Cases of radiologic-pathologic concordant FAs involved by atypia have a low upgrade rate of 3.8% and should undergo multidisciplinary review. Larger multi-institutional analysis is needed to determine whether guidelines for excision of atypia should apply to atypia involving FAs.
纤维腺瘤(FA)伴非典型性罕见。由于有限的数据报告了经影像引导活检诊断为非典型性纤维腺瘤的导管原位癌(DCIS)或浸润性恶性肿瘤的手术升级率,因此目前对于此类病变的管理尚无共识指南。因此,这些病变通常需要进行手术切除。
本单中心回顾性研究纳入了 2014 年 1 月至 2023 年 4 月期间经影像引导活检诊断为非典型性导管增生(ADH)、非典型性小叶增生(ALH)和/或小叶原位癌(LCIS)的 FA 伴非典型性病例,以确定升级率。排除了与 FA 相邻但不包含 FA 的偶然非典型性病例。
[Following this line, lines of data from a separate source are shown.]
//! Source-name resolution: regex expansion against the live collection
//! catalog, root/non-root classification, and mapper selection
//! (SPEC_FULL §4.2, §3.1).

use crate::error::BuilderError;
use models::SourceMaster;
use regex::Regex;
use std::collections::HashSet;
use store::SourceBackend;

/// Expand each (possibly regex-bearing) source name to the live collection
/// names it matches. A missing master document is a configuration error;
/// an empty match for one name is left to the caller to judge.
pub async fn resolve_sources(
    source_backend: &dyn SourceBackend,
    names: &[String],
) -> Result<Vec<String>, BuilderError> {
    if names.is_empty() {
        return Ok(Vec::new());
    }

    let masters = source_backend.get_src_master_docs().await?;
    let catalog = source_backend.list_collections().await?;

    let mut resolved = Vec::new();
    for name in names {
        let master = masters.iter().find(|m| m.id == *name).ok_or_else(|| {
            BuilderError::BuildConfigurationError(format!(
                "no master document for source '{name}'"
            ))
        })?;
        let re = anchored_regex(master.match_pattern())?;
        for collection in &catalog {
            if re.is_match(collection) && !resolved.contains(collection) {
                resolved.push(collection.clone());
            }
        }
    }
    Ok(resolved)
}

fn anchored_regex(pattern: &str) -> Result<Regex, BuilderError> {
    Regex::new(&format!("^{pattern}$")).map_err(|e| {
        BuilderError::BuildConfigurationError(format!("invalid source pattern '{pattern}': {e}"))
    })
}

/// Classify `configured_sources` into the *declared* root set, given the
/// raw `root_key` list from the build configuration. An empty list is
/// returned unresolved (and empty) here -- "empty means every source may
/// create" is not represented by this list at all, it falls out of
/// `merge_source`'s `upsert` calculation treating an empty declared-root
/// set as "no restriction". A purely negated list (`["!a","!b"]`) means
/// every source except those named is root. Mixing the two forms is a
/// configuration error.
pub fn get_root_document_sources(
    configured_sources: &[String],
    root_raw: &[String],
) -> Result<Vec<String>, BuilderError> {
    if root_raw.is_empty() {
        return Ok(Vec::new());
    }

    let negated = root_raw.iter().filter(|s| s.starts_with('!')).count();
    if negated != 0 && negated != root_raw.len() {
        return Err(BuilderError::BuildConfigurationError(
            "root list mixes '!'-negated and positive entries".to_string(),
        ));
    }

    if negated == root_raw.len() {
        let excluded: HashSet<&str> = root_raw.iter().map(|s| s.trim_start_matches('!')).collect();
        Ok(configured_sources
            .iter()
            .filter(|s| !excluded.contains(s.as_str()))
            .cloned()
            .collect())
    } else {
        Ok(root_raw.to_vec())
    }
}

/// Scan master documents in the order they were returned (insertion
/// order -- see SPEC_FULL §3.1), anchoring each one's pattern against
/// `src_name` and keeping the *last* match, mirroring the original
/// implementation's dict-iteration-order behavior.
pub async fn get_mapper_for_source(
    source_backend: &dyn SourceBackend,
    src_name: &str,
) -> Result<String, BuilderError> {
    let masters = source_backend.get_src_master_docs().await?;

    let mut chosen: Option<&SourceMaster> = None;
    for master in &masters {
        if let Ok(re) = anchored_regex(master.match_pattern()) {
            if re.is_match(src_name) {
                chosen = Some(master);
            }
        }
    }

    let master = chosen.ok_or_else(|| {
        BuilderError::BuildConfigurationError(format!(
            "no master document matches source '{src_name}'"
        ))
    })?;

    Ok(master
        .mapper
        .clone()
        .unwrap_or_else(|| mappers::DEFAULT_MAPPER_NAME.to_string()))
}

/// Split `source_names` into the subset that is a resolved root source and
/// the remainder, both sorted, per SPEC_FULL §4.2/§5 ("root sources
/// complete before other sources begin; no ordering within a class").
pub fn partition_root_other(source_names: &[String], defined_root: &[String]) -> (Vec<String>, Vec<String>) {
    let root_set: HashSet<&str> = defined_root.iter().map(String::as_str).collect();
    let mut root: Vec<String> = source_names
        .iter()
        .filter(|s| root_set.contains(s.as_str()))
        .cloned()
        .collect();
    root.sort();
    let mut other: Vec<String> = source_names
        .iter()
        .filter(|s| !root_set.contains(s.as_str()))
        .cloned()
        .collect();
    other.sort();
    (root, other)
}

#[cfg(test)]
mod tests {
    use super::{get_root_document_sources, partition_root_other};

    #[test]
    fn empty_root_list_resolves_to_no_declared_root_sources() {
        let sources = vec!["a".to_string(), "b".to_string()];
        let root = get_root_document_sources(&sources, &[]).unwrap();
        assert!(root.is_empty());
    }

    #[test]
    fn negated_list_excludes_named_sources() {
        let sources = vec!["a", "b", "c", "d"]
            .into_iter()
            .map(String::from)
            .collect::<Vec<_>>();
        let root =
            get_root_document_sources(&sources, &["!a".to_string(), "!b".to_string()]).unwrap();
        let mut root = root;
        root.sort();
        assert_eq!(root, vec!["c".to_string(), "d".to_string()]);
    }

    #[test]
    fn positive_list_is_used_verbatim() {
        let sources = vec!["a".to_string(), "b".to_string(), "c".to_string()];
        let root = get_root_document_sources(&sources, &["a".to_string()]).unwrap();
        assert_eq!(root, vec!["a".to_string()]);
    }

    #[test]
    fn mixed_negated_and_positive_is_an_error() {
        let sources = vec!["a".to_string(), "b".to_string()];
        let err =
            get_root_document_sources(&sources, &["!a".to_string(), "b".to_string()]).unwrap_err();
        assert!(matches!(
            err,
            crate::error::BuilderError::BuildConfigurationError(_)
        ));
    }

    #[test]
    fn partition_splits_requested_sources_by_resolved_root_set() {
        let requested = vec!["b".to_string(), "a".to_string()];
        let defined_root = vec!["a".to_string()];
        let (root, other) = partition_root_other(&requested, &defined_root);
        assert_eq!(root, vec!["a".to_string()]);
        assert_eq!(other, vec!["b".to_string()]);
    }

    #[test]
    fn partition_with_no_matching_root_source_leaves_root_empty() {
        // Mirrors S3: root is defined (`{y,z}`) but the merge only requests `x`.
        let requested = vec!["x".to_string()];
        let defined_root = vec!["y".to_string(), "z".to_string()];
        let (root, other) = partition_root_other(&requested, &defined_root);
        assert!(root.is_empty());
        assert_eq!(other, vec!["x".to_string()]);
    }

    #[test]
    fn partition_with_empty_defined_root_puts_everything_in_other() {
        let requested = vec!["a".to_string(), "b".to_string()];
        let (root, other) = partition_root_other(&requested, &[]);
        assert!(root.is_empty());
        assert_eq!(other, vec!["a".to_string(), "b".to_string()]);
    }
}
在 1736 例经影像引导活检诊断为 FA 的患者中,有 32 例(1.8%)为 FA 伴非典型性,包括 43.8%(14/32)的 ALH、28.1%(9/32)的 ADH、18.8%(6/32)的 LCIS、6.3%(2/32)的 LCIS+ALH 和 3.1%(1/32)的非特指性非典型性。最常见的影像学表现为肿块。大多数病例(81.3%,26/32)随后接受了手术切除活检。1 例 ADH 累及和紧邻 FA,切除后升级为 FA 伴低级别 DCIS,手术升级率为 3.8%。无病例升级为浸润性恶性肿瘤。对于那些未行手术切除的病例,在平均 73 个月的随访中,FA 活检部位无后续恶性肿瘤诊断。
影像学-病理学一致的 FA 伴非典型性病例的升级率较低(3.8%),应进行多学科讨论。需要更大规模的多机构分析来确定是否应将切除非典型性的指南应用于累及 FA 的非典型性病变。